Tag dispatching can help us here. What we need is a tag for each data type we support and call a second function that actually implements the algorithm for each unique combination of argument types. Let us first define the tags:

struct number_tag {};
struct raster_tag {};

Now we need a way to obtain the tag given a data type. We can extent our traits class for that:

template<
    typename T>
struct TypeTraits
{
    using tag = number_tag;  // Default.
};


template<
    typename T>
using tag = typename TypeTraits<T>::tag;
template<
    typename T,
    size_t nr_dimensions>
struct TypeTraits<
    fern::Raster<T, nr_dimensions>>
{
    using value_type = T;  // Like before.
    using tag = raster_tag;
};

In our original pow implementation we can now dispatch on data type tag to an algorithm with the correct implementation.

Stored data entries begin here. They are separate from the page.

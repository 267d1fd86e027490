//! Workload identity federation configuration.

use std::time::Duration;

/// Default Security Token Service endpoint.
pub const DEFAULT_STS_URL: &str = "https://sts.googleapis.com/v1/token";

/// Default IAM Credentials API base URL.
pub const DEFAULT_IAM_CREDENTIALS_URL: &str = "https://iamcredentials.googleapis.com";

/// Default per-stage upstream timeout in seconds.
pub const DEFAULT_UPSTREAM_TIMEOUT_SECS: u64 = 10;

/// Identity and endpoint settings for the exchange pipeline.
#[derive(Debug, Clone)]
pub struct ExchangeConfig {
    /// Cloud project number owning the workload identity pool.
    pub project_number: String,

    /// Workload identity pool ID.
    pub workload_identity_pool: String,

    /// Workload identity pool provider ID.
    pub workload_provider: String,

    /// Service account impersonated to mint identity tokens.
    pub service_account_email: String,

    /// Token exchange endpoint.
    pub sts_url: String,

    /// IAM Credentials API base URL, without a trailing path.
    pub iam_credentials_url: String,

    /// Timeout applied to each upstream call.
    pub timeout: Duration,
}

impl ExchangeConfig {
    /// Config pointing at the public Google endpoints.
    pub fn new(
        project_number: impl Into<String>,
        workload_identity_pool: impl Into<String>,
        workload_provider: impl Into<String>,
        service_account_email: impl Into<String>,
    ) -> Self {
        Self {
            project_number: project_number.into(),
            workload_identity_pool: workload_identity_pool.into(),
            workload_provider: workload_provider.into(),
            service_account_email: service_account_email.into(),
            sts_url: DEFAULT_STS_URL.to_string(),
            iam_credentials_url: DEFAULT_IAM_CREDENTIALS_URL.to_string(),
            timeout: Duration::from_secs(DEFAULT_UPSTREAM_TIMEOUT_SECS),
        }
    }

    /// Validate the configuration.
    pub fn validate(&self) -> Result<(), String> {
        if self.sts_url.is_empty() {
            return Err("sts_url must not be empty".to_string());
        }
        if self.iam_credentials_url.is_empty() {
            return Err("iam_credentials_url must not be empty".to_string());
        }
        if self.timeout.is_zero() {
            return Err("upstream timeout must be greater than zero".to_string());
        }
        Ok(())
    }

    /// Audience of the token exchange request, naming the pool provider.
    pub fn workload_identity_audience(&self) -> String {
        format!(
            "//iam.googleapis.com/projects/{}/locations/global/workloadIdentityPools/{}/providers/{}",
            self.project_number, self.workload_identity_pool, self.workload_provider
        )
    }

    /// `generateIdToken` URL for the configured service account.
    pub fn generate_id_token_url(&self) -> String {
        format!(
            "{}/v1/projects/-/serviceAccounts/{}:generateIdToken",
            self.iam_credentials_url.trim_end_matches('/'),
            self.service_account_email
        )
    }
}
use clap::ValueEnum;

/// How command results are printed on stdout.
#[derive(Clone, Copy, Debug, Eq, PartialEq, ValueEnum)]
pub enum OutputFormat {
    /// Pretty-printed JSON.
    Json,
    /// Aligned columns for people.
    Table,
    /// Single-line JSON for pipes.
    Raw,
}

/// Flags shared by every command, accepted before or after the subcommand.
#[derive(Clone, Debug)]
pub struct GlobalFlags {
    pub format: OutputFormat,
    pub quiet: bool,
    pub verbose: bool,
    pub project: Option<String>,
}

impl GlobalFlags {
    /// Whether to print human hints on stderr next to the result.
    #[must_use]
    pub fn notes_enabled(&self) -> bool {
        !self.quiet && self.format == OutputFormat::Table
    }

    /// Print a hint on stderr unless notes are off.
    pub fn note(&self, message: &str) {
        if self.notes_enabled() {
            eprintln!("{message}");
        }
    }
}
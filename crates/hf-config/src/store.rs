//! Local record store configuration.

use serde::{Deserialize, Serialize};
use std::path::PathBuf;

fn default_path() -> PathBuf {
    PathBuf::from(".homefix/homefix.db")
}

#[derive(Debug, Clone, Deserialize, Serialize)]
pub struct StoreConfig {
    /// Database file. Relative paths resolve against the project root.
    #[serde(default = "default_path")]
    pub path: PathBuf,
}

impl Default for StoreConfig {
    fn default() -> Self {
        Self {
            path: default_path(),
        }
    }
}
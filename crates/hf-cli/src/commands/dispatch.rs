use crate::cli::GlobalFlags;
use crate::cli::root_commands::Commands;
use crate::commands;
use crate::context::AppContext;

/// Dispatch a parsed command to the corresponding handler module. The catalog
/// commands run without a project; everything else opens one first.
pub async fn dispatch(command: Commands, flags: &GlobalFlags) -> anyhow::Result<()> {
    let open = || AppContext::open(flags.project.as_deref());
    match command {
        Commands::Appliances => commands::appliances::handle(flags),
        Commands::Symptoms(args) => commands::symptoms::handle(&args, flags),
        Commands::Diagnose(args) => commands::diagnose::handle(&args, &open().await?, flags).await,
        Commands::History { action } => {
            commands::history::handle(&action, &open().await?, flags).await
        }
        Commands::Chat => commands::chat::handle(&open().await?).await,
        Commands::Technician { action } => {
            commands::technician::handle(&action, &open().await?, flags).await
        }
        Commands::Admin(args) => commands::admin::handle(&args, &open().await?, flags).await,
    }
}
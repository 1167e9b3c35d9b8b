//! # hf-gateway
//!
//! AI enrichment gateway for homefix.
//!
//! [`AiGateway`] is the seam the diagnosis resolver and chat assistant call
//! through; [`GeminiClient`] implements it over the Gemini `generateContent`
//! REST endpoint. Structured replies are checked against the schemars-derived
//! schemas in `hf-schema` before they are deserialized, so a malformed reply
//! surfaces as [`GatewayError::SchemaViolation`] instead of a half-filled value.
//!
//! The gateway does not cache, retry, or deduplicate. The only timeout is the
//! transport timeout from [`hf_config::GeminiConfig::timeout_secs`].

mod error;
mod gemini;
mod http;
pub mod prompts;

pub use error::GatewayError;
pub use gemini::GeminiClient;
pub use hf_config::TransmissionScope;

use std::future::Future;

use hf_core::entities::{ChatMessage, DetailedEnrichment, Diagnosis};
use hf_core::enums::{ApplianceKind, ChatRole};

/// Calls to the generative service.
pub trait AiGateway {
    /// Structured diagnosis for a free-text symptom description.
    fn diagnose_free_text(
        &self,
        appliance: ApplianceKind,
        description: &str,
    ) -> impl Future<Output = Result<Diagnosis, GatewayError>> + Send;

    /// Layperson elaboration for a known problem label.
    fn detail_enrichment(
        &self,
        appliance: ApplianceKind,
        problem: &str,
    ) -> impl Future<Output = Result<DetailedEnrichment, GatewayError>> + Send;

    /// Assistant reply to the conversation, sending the turns `scope` selects.
    fn chat(
        &self,
        history: &[ChatMessage],
        scope: TransmissionScope,
    ) -> impl Future<Output = Result<String, GatewayError>> + Send;
}

/// The slice of `history` a chat call transmits.
///
/// `LastTurn` yields only the newest user turn; it is empty when the history
/// holds no user turn.
#[must_use]
pub fn select_turns(history: &[ChatMessage], scope: TransmissionScope) -> &[ChatMessage] {
    match scope {
        TransmissionScope::FullHistory => history,
        TransmissionScope::LastTurn => history
            .iter()
            .rposition(|m| m.role == ChatRole::User)
            .map_or(&history[..0], |i| std::slice::from_ref(&history[i])),
    }
}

Note that this all happens during the compilation, and not at runtime.

#pragma once
#include <cmath>
#include "customization_point.h"


namespace detail {

    template<
        typename Base,
        typename Exponent,
        typename Result>
    inline void pow(
        Base const& base,
        Exponent const& exponent,
        Result& result,
        raster_tag,
        number_tag)
    {
        size_t const nr_rows{size(base, 0)};
        size_t const nr_cols{size(base, 1)};

        for(size_t r = 0; r < nr_rows; ++r) {
            for(size_t c = 0; c < nr_cols; ++c) {
                get(result, r, c) = std::pow(get(base, r, c), exponent);
            }
        }
    }

    template<
        typename Base,
        typename Exponent,
        typename Result>
    inline void pow(
        Base const& base,
        Exponent const& exponent,
        Result& result,
        raster_tag,
        raster_tag)
    {
        size_t const nr_rows{size(base, 0)};
        size_t const nr_cols{size(base, 1)};

        for(size_t r = 0; r < nr_rows; ++r) {
            for(size_t c = 0; c < nr_cols; ++c) {
                get(result, r, c) = std::pow(get(base, r, c),
                    get(exponent, r, c));
            }
        }
    }

}  // namespace detail


template<
    typename Base,
    typename Exponent,
    typename Result>
inline void pow(
    Base const& base,
    Exponent const& exponent,
    Result& result)
{
    using base_tag = tag<Base>;
    using exponent_tag = tag<Exponent>;

    detail::pow(base, exponent, result, base_tag{}, exponent_tag{});
}

More overloads of detail::pow can be implemented if necessary.